China property bubble close to ‘Tipping Point’ : Zhiwe

Zhang Zhiwei, chief China economist at Nomura Holdings Inc has told Bloomberg, China’s property market may be reaching “Tipping Point”.

The China central government has been trying to cool rampant speculation in the property for some time. According to data from the government, prices of new homes declined in 16 of 70 cities in August from the month prior. Bloomberg cited data from the Beijing Times indicating land prices in Beijing fell 76 percent in August compared to the month earlier. In Guangzhou it fell 53 percent.

Shen Jianguang an economist with Mizuho Securities Asia Ltd told Bloomberg “sharp declines in property sales and prices are likely in the next two to three months,”

In another article, Bloomberg reports :

Chinese developers face an “increasingly severe” credit outlook, which may force them to cut prices and turn to costlier funding sources as sales weaken, Standard & Poor’s said.

A 30 percent decline in sales may leave many developers facing a liquidity squeeze, S&P said after conducting stress tests of the nation’s real estate companies. Most developers would be able to “absorb” a 10 percent sales drop next year, the credit rating company said.

“The worst isn’t over for China’s real estate developers,” S&P analysts led by Frank Lu wrote in a report today. “Developers are bracing themselves for slower sales and lower property prices ahead.”
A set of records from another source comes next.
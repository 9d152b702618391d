use async_trait::async_trait;
use sqlx::types::Json;
use sqlx::PgPool;

use riskwatch_common::model::NotificationDelivery;
use riskwatch_common::repository::{DeliveryRepository, RepoError};

use super::backend;

#[derive(Clone)]
pub struct PgDeliveryRepository {
    pool: PgPool,
}

impl PgDeliveryRepository {
    pub fn new(pool: PgPool) -> Self {
        Self { pool }
    }
}

#[async_trait]
impl DeliveryRepository for PgDeliveryRepository {
    async fn save(&self, delivery: &NotificationDelivery) -> Result<(), RepoError> {
        sqlx::query(
            r#"INSERT INTO notification_deliveries
               (id, alert_id, status, next_retry_at_ms, created_at_ms, updated_at_ms, body)
               VALUES ($1, $2, $3, $4, $5, $6, $7)
               ON CONFLICT (id) DO UPDATE
               SET status = EXCLUDED.status,
                   next_retry_at_ms = EXCLUDED.next_retry_at_ms,
                   updated_at_ms = EXCLUDED.updated_at_ms,
                   body = EXCLUDED.body"#,
        )
        .bind(&delivery.id)
        .bind(&delivery.alert_id)
        .bind(delivery.status.as_str())
        .bind(delivery.next_retry_at_ms)
        .bind(delivery.created_at_ms)
        .bind(delivery.updated_at_ms)
        .bind(Json(delivery))
        .execute(&self.pool)
        .await
        .map_err(backend)?;
        Ok(())
    }

    async fn find_by_id(&self, id: &str) -> Result<Option<NotificationDelivery>, RepoError> {
        let row: Option<Json<NotificationDelivery>> =
            sqlx::query_scalar("SELECT body FROM notification_deliveries WHERE id = $1")
                .bind(id)
                .fetch_optional(&self.pool)
                .await
                .map_err(backend)?;
        Ok(row.map(|Json(d)| d))
    }

    async fn find_by_alert(&self, alert_id: &str) -> Result<Vec<NotificationDelivery>, RepoError> {
        let rows: Vec<Json<NotificationDelivery>> = sqlx::query_scalar(
            r#"SELECT body FROM notification_deliveries
               WHERE alert_id = $1
               ORDER BY created_at_ms, id"#,
        )
        .bind(alert_id)
        .fetch_all(&self.pool)
        .await
        .map_err(backend)?;
        Ok(rows.into_iter().map(|Json(d)| d).collect())
    }

    async fn find_retry_due(
        &self,
        now_ms: i64,
        limit: usize,
    ) -> Result<Vec<NotificationDelivery>, RepoError> {
        let rows: Vec<Json<NotificationDelivery>> = sqlx::query_scalar(
            r#"SELECT body FROM notification_deliveries
               WHERE status = 'PENDING_RETRY' AND next_retry_at_ms <= $1
               ORDER BY next_retry_at_ms
               LIMIT $2"#,
        )
        .bind(now_ms)
        .bind(limit as i64)
        .fetch_all(&self.pool)
        .await
        .map_err(backend)?;
        Ok(rows.into_iter().map(|Json(d)| d).collect())
    }

    async fn claim_for_retry(
        &self,
        id: &str,
        now_ms: i64,
    ) -> Result<Option<NotificationDelivery>, RepoError> {
        // Single conditional UPDATE: only one worker can see PENDING_RETRY.
        let row: Option<Json<NotificationDelivery>> = sqlx::query_scalar(
            r#"UPDATE notification_deliveries
               SET status = 'PENDING',
                   next_retry_at_ms = NULL,
                   updated_at_ms = $2,
                   body = body
                       || jsonb_build_object(
                            'status', 'PENDING',
                            'attempt', (body->>'attempt')::int + 1,
                            'next_retry_at_ms', NULL,
                            'updated_at_ms', $2::bigint)
               WHERE id = $1
                 AND status = 'PENDING_RETRY'
                 AND next_retry_at_ms <= $2
               RETURNING body"#,
        )
        .bind(id)
        .bind(now_ms)
        .fetch_optional(&self.pool)
        .await
        .map_err(backend)?;
        Ok(row.map(|Json(d)| d))
    }

    async fn find_stale_pending(
        &self,
        cutoff_ms: i64,
        limit: usize,
    ) -> Result<Vec<NotificationDelivery>, RepoError> {
        let rows: Vec<Json<NotificationDelivery>> = sqlx::query_scalar(
            r#"SELECT body FROM notification_deliveries
               WHERE status = 'PENDING' AND updated_at_ms < $1
               ORDER BY updated_at_ms
               LIMIT $2"#,
        )
        .bind(cutoff_ms)
        .bind(limit as i64)
        .fetch_all(&self.pool)
        .await
        .map_err(backend)?;
        Ok(rows.into_iter().map(|Json(d)| d).collect())
    }

    async fn reclaim_stale(
        &self,
        id: &str,
        cutoff_ms: i64,
        now_ms: i64,
    ) -> Result<Option<NotificationDelivery>, RepoError> {
        let row: Option<Json<NotificationDelivery>> = sqlx::query_scalar(
            r#"UPDATE notification_deliveries
               SET updated_at_ms = $3,
                   body = body || jsonb_build_object('updated_at_ms', $3::bigint)
               WHERE id = $1
                 AND status = 'PENDING'
                 AND updated_at_ms < $2
               RETURNING body"#,
        )
        .bind(id)
        .bind(cutoff_ms)
        .bind(now_ms)
        .fetch_optional(&self.pool)
        .await
        .map_err(backend)?;
        Ok(row.map(|Json(d)| d))
    }

    async fn delete_older_than(&self, cutoff_ms: i64) -> Result<u64, RepoError> {
        let result = sqlx::query(
            r#"DELETE FROM notification_deliveries
               WHERE status IN ('SENT', 'EXHAUSTED') AND updated_at_ms < $1"#,
        )
        .bind(cutoff_ms)
        .execute(&self.pool)
        .await
        .map_err(backend)?;
        Ok(result.rows_affected())
    }
}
But Real Estate is not the only problems facing china. Also laden with debt and experiencing a fresh global downturn in demand, bosses of manufacturing businesses are fleeing, leaving employees and debts of hundreds of million yuan behind. Wenzhou, in China’s east has seen seven local business owners flee.

One such owner on the run is He Fulin, who headed up the Zhejiang Center Group. With 3,000 employees, the group is one of China’s biggest eyeglasses manufacturers.

» Subprime crisis sweeps Wenzhou as bankrupt bosses flee – Shanghai Daily, 23rd September 2011.
» China’s Squeeze on Property Market Nearing ‘Tipping Point’ – Bloomberg Businessweek, 23rd September 2011.
» China’s Developers Facing ‘Increasingly Severe’ Credit Outlook, S&P Says – Bloomberg, 27th September 2011.
» Developers at risk if China home sales ease: S&P – Market Watch, 27th September 2011.




4 Comments

  1. Pop Pop Pop……. its already starting……… I have noticed alot more doom and gloom about China lately. There crisis is going to be on a scale probably never seen before. Worse than what is going on now and in 2008. Just dont see this one ending pretty at all.

  2. Apologies. The commentariat are busy stocking up on food, water, ammo.

    “We Told You So” will resume shortly.

  3. I worked in China for 3 years some 9 years ago, and I have just returned from my first visit since then. I visited Guangzhou, Chongqing, Wuhan and Xian and I tried to chat to as many people as possible about the property market. My impression was that ordinary folk are very aware of the high costs of apartments and large number of empty apartments. They believe the developers will have to drop prices and they are prepared to wait for 5 years or more to purchase. However, they did not associate this with a property developers going bust and taking down the banks. They thought my property crash scenario was wildly pessimistic and the government would not allow it to happen in China.